Education and Accomplishments
Dr. Cranham was an honors graduate of the Medical College of Virginia in 1988. He’s an internationally recognized speaker on the esthetic principles of smile design, contemporary occlusal concepts, treatment planning, restoration selection, digital photography, laboratory communication, and happiness and fulfillment in dentistry.
Dr. Cranham founded Cranham Dental Seminars, which provides lectures, mobile programs, and intensive hands-on experiences to dentists around the world. In 2008, Cranham Dental Seminars merged with THE DAWSON ACADEMY, a world-famous continuing education facility based in St. Petersburg, Florida. As The Dawson Academy’s acting Clinical Director, Dr. Cranham is involved with many of the courses and provides continuing education to dental professionals across the globe. He spends approximately two-thirds of his time in private practice and the other third as an educator. He believes this balance keeps him on the leading edge of both disciplines.

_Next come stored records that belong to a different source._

//! Error types for extension operations.

use arbor_types::Hash64;

/// Errors that can occur in the extension lifecycle and state codec.
#[derive(Debug, thiserror::Error)]
pub enum ExtError {
    /// A state value could not be applied to an extension.
    #[error("invalid extension state for {type_name}: {reason}")]
    InvalidState {
        type_name: &'static str,
        reason: String,
    },

    /// A copy was attempted between extensions of different types.
    #[error("extension type mismatch: {expected} vs {actual}")]
    TypeMismatch { expected: Hash64, actual: Hash64 },

    /// JSON (de)serialization of extension state failed.
    #[error("extension state codec error: {0}")]
    Codec(#[from] serde_json::Error),
}

/// Convenience alias for extension results.
pub type ExtResult<T> = Result<T, ExtError>;
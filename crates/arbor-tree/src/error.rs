//! Error types for tree operations.

use arbor_ext::ExtError;
use arbor_types::NodeHandle;

/// Errors that can occur while mutating or traversing a tree.
#[derive(Debug, thiserror::Error)]
pub enum TreeError {
    /// The handle's slot was freed or recycled since the handle was taken.
    #[error("stale node handle {0}")]
    StaleHandle(NodeHandle),

    /// A child operation named a node that is not a child of the parent.
    #[error("node {child} is not a child of {parent}")]
    NotAChild {
        parent: NodeHandle,
        child: NodeHandle,
    },

    /// An insertion position lies beyond the parent's child list.
    #[error("position {at} out of bounds for {parent} with {len} children")]
    PositionOutOfBounds {
        parent: NodeHandle,
        at: usize,
        len: usize,
    },

    /// The root node cannot be detached or removed.
    #[error("the root node cannot be detached")]
    RootDetach,

    /// An extension state copy failed while copying node fields.
    #[error(transparent)]
    Extension(#[from] ExtError),
}

/// Convenience alias for tree results.
pub type TreeResult<T> = Result<T, TreeError>;
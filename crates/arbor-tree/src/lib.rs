//! The arena-backed metadata tree at the heart of Arbor.
//!
//! A [`Tree`] owns its nodes in slot storage addressed by generation-checked
//! [`NodeHandle`]s: a retained handle to a destroyed node goes stale instead
//! of aliasing the slot's next occupant. On top of the arena this crate
//! provides child-list structure, path navigation, keyed upserts, symbolic
//! link resolution, the two subtree hashes the merge engine aligns on,
//! cross-tree adoption, source-scope projection, and deep extension
//! lifecycle sweeps.
//!
//! [`NodeHandle`]: arbor_types::NodeHandle

pub mod diag;
pub mod error;
pub mod node;
pub mod scope;
pub mod tree;

pub use error::{TreeError, TreeResult};
pub use node::ValueNode;
pub use tree::{Descendants, Tree};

A published author, Dr. Cranham is committed to providing the highest quality patient care, as well as developing sound educational programs that exceed the needs of today’s dental professional.
He is an active member of numerous professional organizations, including the American Dental Association, American Academy of Cosmetic Dentistry, American Academy of Fixed Prosthodontics, and American Equilibration Society.
Peter E. Dawson, D.D.S. is considered to be one of the most influential clinicians and teachers in the history of dentistry. He is the founder of the “Concept of Complete Dentistry Series” as well as The Dawson Academy.